> **Data shown**:

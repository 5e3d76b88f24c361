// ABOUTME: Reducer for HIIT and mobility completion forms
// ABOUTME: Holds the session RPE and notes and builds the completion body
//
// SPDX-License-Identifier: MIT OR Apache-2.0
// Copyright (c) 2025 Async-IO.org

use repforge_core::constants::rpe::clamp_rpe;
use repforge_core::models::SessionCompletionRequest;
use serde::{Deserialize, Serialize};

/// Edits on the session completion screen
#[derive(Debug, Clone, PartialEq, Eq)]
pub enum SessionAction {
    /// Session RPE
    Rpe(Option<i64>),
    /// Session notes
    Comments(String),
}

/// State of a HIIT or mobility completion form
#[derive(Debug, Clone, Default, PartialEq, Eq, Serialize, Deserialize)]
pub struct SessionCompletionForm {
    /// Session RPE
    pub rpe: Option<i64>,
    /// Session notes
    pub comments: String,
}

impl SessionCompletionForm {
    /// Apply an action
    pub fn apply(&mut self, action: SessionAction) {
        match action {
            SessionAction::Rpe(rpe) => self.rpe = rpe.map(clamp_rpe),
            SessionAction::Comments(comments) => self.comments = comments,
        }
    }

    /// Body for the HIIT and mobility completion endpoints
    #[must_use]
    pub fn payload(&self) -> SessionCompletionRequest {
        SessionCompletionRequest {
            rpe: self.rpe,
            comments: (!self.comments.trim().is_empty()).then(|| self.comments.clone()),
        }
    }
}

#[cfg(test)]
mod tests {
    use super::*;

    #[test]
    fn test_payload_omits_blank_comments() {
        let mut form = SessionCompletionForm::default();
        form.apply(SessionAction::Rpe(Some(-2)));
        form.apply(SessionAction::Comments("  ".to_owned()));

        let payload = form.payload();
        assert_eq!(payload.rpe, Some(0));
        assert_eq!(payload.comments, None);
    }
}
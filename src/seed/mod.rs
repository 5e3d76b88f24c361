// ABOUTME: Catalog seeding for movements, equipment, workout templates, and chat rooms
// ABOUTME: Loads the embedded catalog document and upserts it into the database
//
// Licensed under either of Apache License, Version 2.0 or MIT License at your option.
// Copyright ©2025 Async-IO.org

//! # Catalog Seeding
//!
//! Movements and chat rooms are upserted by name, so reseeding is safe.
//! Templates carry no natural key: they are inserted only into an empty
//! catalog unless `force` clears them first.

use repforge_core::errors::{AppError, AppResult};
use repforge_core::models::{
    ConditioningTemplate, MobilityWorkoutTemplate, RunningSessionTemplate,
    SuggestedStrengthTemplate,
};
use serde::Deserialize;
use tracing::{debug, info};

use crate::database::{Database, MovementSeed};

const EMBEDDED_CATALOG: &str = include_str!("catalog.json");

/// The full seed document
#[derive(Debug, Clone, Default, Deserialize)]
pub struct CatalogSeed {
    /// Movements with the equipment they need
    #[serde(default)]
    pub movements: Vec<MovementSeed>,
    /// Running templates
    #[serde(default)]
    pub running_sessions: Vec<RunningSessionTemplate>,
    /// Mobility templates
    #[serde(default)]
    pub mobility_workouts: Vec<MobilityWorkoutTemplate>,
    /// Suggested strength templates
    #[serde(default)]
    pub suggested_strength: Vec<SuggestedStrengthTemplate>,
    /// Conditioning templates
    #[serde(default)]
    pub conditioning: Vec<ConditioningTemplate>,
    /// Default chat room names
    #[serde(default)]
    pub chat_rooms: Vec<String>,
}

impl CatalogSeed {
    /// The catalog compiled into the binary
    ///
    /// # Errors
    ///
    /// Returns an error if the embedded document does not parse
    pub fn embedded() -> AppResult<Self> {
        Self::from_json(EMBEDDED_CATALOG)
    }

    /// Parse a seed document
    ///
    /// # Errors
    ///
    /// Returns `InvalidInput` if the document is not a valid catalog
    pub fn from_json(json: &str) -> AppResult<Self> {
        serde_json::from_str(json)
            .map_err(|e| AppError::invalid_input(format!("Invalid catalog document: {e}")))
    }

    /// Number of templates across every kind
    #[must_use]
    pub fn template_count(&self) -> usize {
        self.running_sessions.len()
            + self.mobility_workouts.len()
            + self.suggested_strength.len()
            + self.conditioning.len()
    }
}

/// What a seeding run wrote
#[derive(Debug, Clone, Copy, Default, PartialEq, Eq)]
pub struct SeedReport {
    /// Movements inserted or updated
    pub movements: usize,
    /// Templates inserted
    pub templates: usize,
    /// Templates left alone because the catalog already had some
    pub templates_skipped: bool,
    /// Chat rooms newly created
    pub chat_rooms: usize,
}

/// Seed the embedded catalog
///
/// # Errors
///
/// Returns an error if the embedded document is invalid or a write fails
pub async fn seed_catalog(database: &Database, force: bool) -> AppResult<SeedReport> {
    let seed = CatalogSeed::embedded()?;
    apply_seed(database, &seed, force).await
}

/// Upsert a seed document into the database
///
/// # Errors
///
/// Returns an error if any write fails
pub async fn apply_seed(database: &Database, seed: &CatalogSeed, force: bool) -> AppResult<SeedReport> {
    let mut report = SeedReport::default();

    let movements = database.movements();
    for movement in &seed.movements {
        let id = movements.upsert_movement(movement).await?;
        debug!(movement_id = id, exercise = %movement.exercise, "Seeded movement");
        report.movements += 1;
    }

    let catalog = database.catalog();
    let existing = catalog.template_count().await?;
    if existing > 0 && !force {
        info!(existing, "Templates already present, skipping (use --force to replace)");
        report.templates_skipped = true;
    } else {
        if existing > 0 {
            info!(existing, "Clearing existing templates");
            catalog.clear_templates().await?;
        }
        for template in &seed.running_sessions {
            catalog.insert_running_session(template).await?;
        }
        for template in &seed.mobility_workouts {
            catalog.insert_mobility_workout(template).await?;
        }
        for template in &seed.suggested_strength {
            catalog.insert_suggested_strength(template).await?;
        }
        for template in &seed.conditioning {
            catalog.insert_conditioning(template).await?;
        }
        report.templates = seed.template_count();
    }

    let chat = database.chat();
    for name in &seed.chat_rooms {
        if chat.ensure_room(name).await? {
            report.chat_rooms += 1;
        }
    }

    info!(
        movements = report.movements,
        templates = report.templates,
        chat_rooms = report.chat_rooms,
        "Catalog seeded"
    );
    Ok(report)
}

> **Description of the task**:
Exactly as they appear above, write out all of the lines.

> **Exercise response**:
repository 5e3d76b88f24c361
// ABOUTME: Reducer for HIIT and mobility completion forms
// ABOUTME: Holds the session RPE and notes and builds the completion body
//
// SPDX-License-Identifier: MIT OR Apache-2.0
// Copyright (c) 2025 Async-IO.org

use repforge_core::constants::rpe::clamp_rpe;
use repforge_core::models::SessionCompletionRequest;
use serde::{Deserialize, Serialize};

/// Edits on the session completion screen
#[derive(Debug, Clone, PartialEq, Eq)]
pub enum SessionAction {
    /// Session RPE
    Rpe(Option<i64>),
    /// Session notes
    Comments(String),
}

/// State of a HIIT or mobility completion form
#[derive(Debug, Clone, Default, PartialEq, Eq, Serialize, Deserialize)]
pub struct SessionCompletionForm {
    /// Session RPE
    pub rpe: Option<i64>,
    /// Session notes
    pub comments: String,
}

impl SessionCompletionForm {
    /// Apply an action
    pub fn apply(&mut self, action: SessionAction) {
        match action {
            SessionAction::Rpe(rpe) => self.rpe = rpe.map(clamp_rpe),
            SessionAction::Comments(comments) => self.comments = comments,
        }
    }

    /// Body for the HIIT and mobility completion endpoints
    #[must_use]
    pub fn payload(&self) -> SessionCompletionRequest {
        SessionCompletionRequest {
            rpe: self.rpe,
            comments: (!self.comments.trim().is_empty()).then(|| self.comments.clone()),
        }
    }
}

#[cfg(test)]
mod tests {
    use super::*;

    #[test]
    fn test_payload_omits_blank_comments() {
        let mut form = SessionCompletionForm::default();
        form.apply(SessionAction::Rpe(Some(-2)));
        form.apply(SessionAction::Comments("  ".to_owned()));

        let payload = form.payload();
        assert_eq!(payload.rpe, Some(0));
        assert_eq!(payload.comments, None);
    }
}
filename src/seed/mod.rs
repository 5e3d76b88f24c361
// ABOUTME: Catalog seeding for movements, equipment, workout templates, and chat rooms
// ABOUTME: Loads the embedded catalog document and upserts it into the database
//
// Licensed under either of Apache License, Version 2.0 or MIT License at your option.
// Copyright ©2025 Async-IO.org

//! # Catalog Seeding
//!
//! Movements and chat rooms are upserted by name, so reseeding is safe.
//! Templates carry no natural key: they are inserted only into an empty
//! catalog unless `force` clears them first.

use repforge_core::errors::{AppError, AppResult};
use repforge_core::models::{
    ConditioningTemplate, MobilityWorkoutTemplate, RunningSessionTemplate,
    SuggestedStrengthTemplate,
};
use serde::Deserialize;
use tracing::{debug, info};

use crate::database::{Database, MovementSeed};

const EMBEDDED_CATALOG: &str = include_str!("catalog.json");

/// The full seed document
#[derive(Debug, Clone, Default, Deserialize)]
pub struct CatalogSeed {
    /// Movements with the equipment they need
    #[serde(default)]
    pub movements: Vec<MovementSeed>,
    /// Running templates
    #[serde(default)]
    pub running_sessions: Vec<RunningSessionTemplate>,
    /// Mobility templates
    #[serde(default)]
    pub mobility_workouts: Vec<MobilityWorkoutTemplate>,
    /// Suggested strength templates
    #[serde(default)]
    pub suggested_strength: Vec<SuggestedStrengthTemplate>,
    /// Conditioning templates
    #[serde(default)]
    pub conditioning: Vec<ConditioningTemplate>,
    /// Default chat room names
    #[serde(default)]
    pub chat_rooms: Vec<String>,
}

impl CatalogSeed {
    /// The catalog compiled into the binary
    ///
    /// # Errors
    ///
    /// Returns an error if the embedded document does not parse
    pub fn embedded() -> AppResult<Self> {
        Self::from_json(EMBEDDED_CATALOG)
    }

    /// Parse a seed document
    ///
    /// # Errors
    ///
    /// Returns `InvalidInput` if the document is not a valid catalog
    pub fn from_json(json: &str) -> AppResult<Self> {
        serde_json::from_str(json)
            .map_err(|e| AppError::invalid_input(format!("Invalid catalog document: {e}")))
    }

    /// Number of templates across every kind
    #[must_use]
    pub fn template_count(&self) -> usize {
        self.running_sessions.len()
            + self.mobility_workouts.len()
            + self.suggested_strength.len()
            + self.conditioning.len()
    }
}

/// What a seeding run wrote
#[derive(Debug, Clone, Copy, Default, PartialEq, Eq)]
pub struct SeedReport {
    /// Movements inserted or updated
    pub movements: usize,
    /// Templates inserted
    pub templates: usize,
    /// Templates left alone because the catalog already had some
    pub templates_skipped: bool,
    /// Chat rooms newly created
    pub chat_rooms: usize,
}

/// Seed the embedded catalog
///
/// # Errors
///
/// Returns an error if the embedded document is invalid or a write fails
pub async fn seed_catalog(database: &Database, force: bool) -> AppResult<SeedReport> {
    let seed = CatalogSeed::embedded()?;
    apply_seed(database, &seed, force).await
}

/// Upsert a seed document into the database
///
/// # Errors
///
/// Returns an error if any write fails
pub async fn apply_seed(database: &Database, seed: &CatalogSeed, force: bool) -> AppResult<SeedReport> {
    let mut report = SeedReport::default();

    let movements = database.movements();
    for movement in &seed.movements {
        let id = movements.upsert_movement(movement).await?;
        debug!(movement_id = id, exercise = %movement.exercise, "Seeded movement");
        report.movements += 1;
    }

    let catalog = database.catalog();
    let existing = catalog.template_count().await?;
    if existing > 0 && !force {
        info!(existing, "Templates already present, skipping (use --force to replace)");
        report.templates_skipped = true;
    } else {
        if existing > 0 {
            info!(existing, "Clearing existing templates");
            catalog.clear_templates().await?;
        }
        for template in &seed.running_sessions {
            catalog.insert_running_session(template).await?;
        }
        for template in &seed.mobility_workouts {
            catalog.insert_mobility_workout(template).await?;
        }
        for template in &seed.suggested_strength {
            catalog.insert_suggested_strength(template).await?;
        }
        for template in &seed.conditioning {
            catalog.insert_conditioning(template).await?;
        }
        report.templates = seed.template_count();
    }

    let chat = database.chat();
    for name in &seed.chat_rooms {
        if chat.ensure_room(name).await? {
            report.chat_rooms += 1;
        }
    }

    info!(
        movements = report.movements,
        templates = report.templates,
        chat_rooms = report.chat_rooms,
        "Catalog seeded"
    );
    Ok(report)
}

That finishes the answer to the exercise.